YOUR GOAL → Between the line containing "fn row(pairs: &[(&str, &str)])" and the line containing "let mut rows: Vec<CsvRow>" lies a run of lines; give that run again exactly, with both of those lines, and nothing else from the entries below.

MATERIALS PROVIDED →
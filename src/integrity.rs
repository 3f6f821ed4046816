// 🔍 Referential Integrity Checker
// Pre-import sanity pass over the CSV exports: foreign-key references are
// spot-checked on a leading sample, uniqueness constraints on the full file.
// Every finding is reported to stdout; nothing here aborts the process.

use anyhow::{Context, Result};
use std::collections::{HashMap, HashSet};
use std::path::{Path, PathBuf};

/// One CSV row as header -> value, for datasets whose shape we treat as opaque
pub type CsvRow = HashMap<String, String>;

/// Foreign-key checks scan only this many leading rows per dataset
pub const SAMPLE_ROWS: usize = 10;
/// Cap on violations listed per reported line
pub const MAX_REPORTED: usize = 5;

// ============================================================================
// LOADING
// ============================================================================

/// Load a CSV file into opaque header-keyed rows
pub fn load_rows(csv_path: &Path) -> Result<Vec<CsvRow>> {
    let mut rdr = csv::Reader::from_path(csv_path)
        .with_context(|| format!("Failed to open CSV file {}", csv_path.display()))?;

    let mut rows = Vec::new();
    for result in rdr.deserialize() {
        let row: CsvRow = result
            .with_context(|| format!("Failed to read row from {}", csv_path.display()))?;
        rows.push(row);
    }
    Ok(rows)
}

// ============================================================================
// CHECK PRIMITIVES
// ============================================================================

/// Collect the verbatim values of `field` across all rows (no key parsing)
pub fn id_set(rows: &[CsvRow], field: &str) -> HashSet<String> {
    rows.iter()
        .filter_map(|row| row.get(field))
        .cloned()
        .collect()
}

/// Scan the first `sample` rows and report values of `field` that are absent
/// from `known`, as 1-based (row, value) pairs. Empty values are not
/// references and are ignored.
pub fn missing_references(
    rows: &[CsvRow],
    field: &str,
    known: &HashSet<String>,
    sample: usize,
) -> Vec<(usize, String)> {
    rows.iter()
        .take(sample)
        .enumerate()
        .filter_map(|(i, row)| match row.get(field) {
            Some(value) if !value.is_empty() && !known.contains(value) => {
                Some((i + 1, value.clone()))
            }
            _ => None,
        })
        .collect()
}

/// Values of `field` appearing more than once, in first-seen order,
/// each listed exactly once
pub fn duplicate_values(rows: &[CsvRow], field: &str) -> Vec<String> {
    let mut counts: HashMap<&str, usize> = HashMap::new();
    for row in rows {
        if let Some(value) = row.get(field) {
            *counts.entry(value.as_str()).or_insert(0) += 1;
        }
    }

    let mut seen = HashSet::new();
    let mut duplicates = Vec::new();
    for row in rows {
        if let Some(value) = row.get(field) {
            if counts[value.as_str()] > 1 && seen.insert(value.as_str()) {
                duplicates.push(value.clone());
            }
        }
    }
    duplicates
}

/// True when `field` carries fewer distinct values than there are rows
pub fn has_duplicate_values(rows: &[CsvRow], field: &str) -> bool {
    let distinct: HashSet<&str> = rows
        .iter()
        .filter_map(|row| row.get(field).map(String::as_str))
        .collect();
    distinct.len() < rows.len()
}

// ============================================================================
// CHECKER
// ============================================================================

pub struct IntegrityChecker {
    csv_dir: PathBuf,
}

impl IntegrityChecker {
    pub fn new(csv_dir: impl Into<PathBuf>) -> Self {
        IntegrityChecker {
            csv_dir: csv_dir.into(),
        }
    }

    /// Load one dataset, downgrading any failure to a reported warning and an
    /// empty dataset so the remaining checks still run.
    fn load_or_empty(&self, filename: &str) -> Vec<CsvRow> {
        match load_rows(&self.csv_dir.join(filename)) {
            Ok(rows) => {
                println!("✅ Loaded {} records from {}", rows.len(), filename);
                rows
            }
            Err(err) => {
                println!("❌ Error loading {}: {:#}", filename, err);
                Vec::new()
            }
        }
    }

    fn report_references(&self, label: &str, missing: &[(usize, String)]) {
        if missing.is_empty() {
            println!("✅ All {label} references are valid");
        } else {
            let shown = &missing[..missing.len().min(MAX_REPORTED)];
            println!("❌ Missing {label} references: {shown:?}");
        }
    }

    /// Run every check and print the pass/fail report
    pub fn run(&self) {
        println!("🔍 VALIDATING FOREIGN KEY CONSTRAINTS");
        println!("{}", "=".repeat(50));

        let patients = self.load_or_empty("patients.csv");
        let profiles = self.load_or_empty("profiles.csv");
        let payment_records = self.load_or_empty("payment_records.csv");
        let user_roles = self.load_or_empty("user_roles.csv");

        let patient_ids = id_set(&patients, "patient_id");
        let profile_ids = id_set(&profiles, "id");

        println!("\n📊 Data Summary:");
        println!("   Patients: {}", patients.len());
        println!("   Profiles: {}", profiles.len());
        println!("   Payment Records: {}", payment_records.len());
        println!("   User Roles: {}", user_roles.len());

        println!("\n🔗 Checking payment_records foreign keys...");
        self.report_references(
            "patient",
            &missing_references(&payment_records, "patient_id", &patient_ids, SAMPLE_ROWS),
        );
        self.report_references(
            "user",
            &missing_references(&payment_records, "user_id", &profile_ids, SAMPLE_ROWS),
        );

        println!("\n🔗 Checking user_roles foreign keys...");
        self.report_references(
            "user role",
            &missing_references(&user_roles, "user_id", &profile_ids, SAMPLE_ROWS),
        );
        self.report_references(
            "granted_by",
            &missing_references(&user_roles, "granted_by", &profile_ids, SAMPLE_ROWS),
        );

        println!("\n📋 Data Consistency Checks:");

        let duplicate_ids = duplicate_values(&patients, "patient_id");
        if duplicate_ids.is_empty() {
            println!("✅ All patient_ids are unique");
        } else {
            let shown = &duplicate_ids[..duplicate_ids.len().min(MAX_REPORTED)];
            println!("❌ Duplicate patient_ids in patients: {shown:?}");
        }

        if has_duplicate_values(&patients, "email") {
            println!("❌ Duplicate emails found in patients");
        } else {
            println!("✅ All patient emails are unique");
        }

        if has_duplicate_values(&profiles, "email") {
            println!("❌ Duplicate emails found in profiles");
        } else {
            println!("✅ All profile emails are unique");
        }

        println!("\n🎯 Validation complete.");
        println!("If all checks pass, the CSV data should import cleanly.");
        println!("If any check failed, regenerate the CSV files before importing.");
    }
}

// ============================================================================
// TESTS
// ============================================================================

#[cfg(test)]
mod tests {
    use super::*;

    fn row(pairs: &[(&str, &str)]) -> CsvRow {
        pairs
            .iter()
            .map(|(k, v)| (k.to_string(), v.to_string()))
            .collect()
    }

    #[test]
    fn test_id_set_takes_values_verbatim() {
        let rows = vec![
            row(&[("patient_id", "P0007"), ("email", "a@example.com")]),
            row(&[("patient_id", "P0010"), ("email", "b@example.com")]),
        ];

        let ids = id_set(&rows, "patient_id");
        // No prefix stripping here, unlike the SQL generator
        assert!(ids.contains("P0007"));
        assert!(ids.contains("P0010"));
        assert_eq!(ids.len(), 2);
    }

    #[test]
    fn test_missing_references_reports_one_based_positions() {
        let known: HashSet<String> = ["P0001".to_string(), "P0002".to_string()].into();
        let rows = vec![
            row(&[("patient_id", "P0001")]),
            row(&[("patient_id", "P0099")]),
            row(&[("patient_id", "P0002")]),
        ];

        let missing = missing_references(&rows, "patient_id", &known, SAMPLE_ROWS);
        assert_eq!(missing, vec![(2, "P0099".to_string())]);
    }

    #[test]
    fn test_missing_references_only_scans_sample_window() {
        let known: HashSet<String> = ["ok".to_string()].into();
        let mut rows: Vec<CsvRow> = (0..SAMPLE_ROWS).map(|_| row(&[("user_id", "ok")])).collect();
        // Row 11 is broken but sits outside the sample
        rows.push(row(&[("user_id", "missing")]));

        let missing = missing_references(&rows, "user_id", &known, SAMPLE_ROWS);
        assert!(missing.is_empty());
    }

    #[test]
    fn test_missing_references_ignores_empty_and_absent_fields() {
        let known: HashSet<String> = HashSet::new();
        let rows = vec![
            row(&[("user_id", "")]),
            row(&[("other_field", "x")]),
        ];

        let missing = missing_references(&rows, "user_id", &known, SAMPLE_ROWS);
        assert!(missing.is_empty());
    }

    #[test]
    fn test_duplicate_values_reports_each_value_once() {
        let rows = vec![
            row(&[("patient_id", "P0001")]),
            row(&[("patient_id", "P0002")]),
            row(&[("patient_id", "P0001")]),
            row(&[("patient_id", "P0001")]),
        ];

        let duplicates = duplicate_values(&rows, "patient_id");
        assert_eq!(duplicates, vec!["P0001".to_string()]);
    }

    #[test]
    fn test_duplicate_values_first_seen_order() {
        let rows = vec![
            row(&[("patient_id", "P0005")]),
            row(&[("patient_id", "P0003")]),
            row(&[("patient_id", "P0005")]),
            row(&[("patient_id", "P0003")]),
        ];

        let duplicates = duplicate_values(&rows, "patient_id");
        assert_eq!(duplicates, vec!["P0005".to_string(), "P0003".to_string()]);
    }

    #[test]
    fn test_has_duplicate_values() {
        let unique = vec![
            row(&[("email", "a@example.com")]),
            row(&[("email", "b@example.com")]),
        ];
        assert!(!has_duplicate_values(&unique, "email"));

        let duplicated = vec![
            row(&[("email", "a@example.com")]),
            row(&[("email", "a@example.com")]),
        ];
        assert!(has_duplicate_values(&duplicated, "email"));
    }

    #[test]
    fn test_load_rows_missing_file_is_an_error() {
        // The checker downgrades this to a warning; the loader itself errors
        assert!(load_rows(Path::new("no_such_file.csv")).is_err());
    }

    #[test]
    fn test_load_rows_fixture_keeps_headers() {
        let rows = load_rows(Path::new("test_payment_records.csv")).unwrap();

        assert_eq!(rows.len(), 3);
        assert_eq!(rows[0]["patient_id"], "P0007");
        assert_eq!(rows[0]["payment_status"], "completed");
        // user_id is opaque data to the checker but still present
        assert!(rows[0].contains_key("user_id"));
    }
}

SOLUTION TO THE EXERCISE →
    fn row(pairs: &[(&str, &str)]) -> CsvRow {
        pairs
            .iter()
            .map(|(k, v)| (k.to_string(), v.to_string()))
            .collect()
    }

    #[test]
    fn test_id_set_takes_values_verbatim() {
        let rows = vec![
            row(&[("patient_id", "P0007"), ("email", "a@example.com")]),
            row(&[("patient_id", "P0010"), ("email", "b@example.com")]),
        ];

        let ids = id_set(&rows, "patient_id");
        // No prefix stripping here, unlike the SQL generator
        assert!(ids.contains("P0007"));
        assert!(ids.contains("P0010"));
        assert_eq!(ids.len(), 2);
    }

    #[test]
    fn test_missing_references_reports_one_based_positions() {
        let known: HashSet<String> = ["P0001".to_string(), "P0002".to_string()].into();
        let rows = vec![
            row(&[("patient_id", "P0001")]),
            row(&[("patient_id", "P0099")]),
            row(&[("patient_id", "P0002")]),
        ];

        let missing = missing_references(&rows, "patient_id", &known, SAMPLE_ROWS);
        assert_eq!(missing, vec![(2, "P0099".to_string())]);
    }

    #[test]
    fn test_missing_references_only_scans_sample_window() {
        let known: HashSet<String> = ["ok".to_string()].into();
        let mut rows: Vec<CsvRow> = (0..SAMPLE_ROWS).map(|_| row(&[("user_id", "ok")])).collect();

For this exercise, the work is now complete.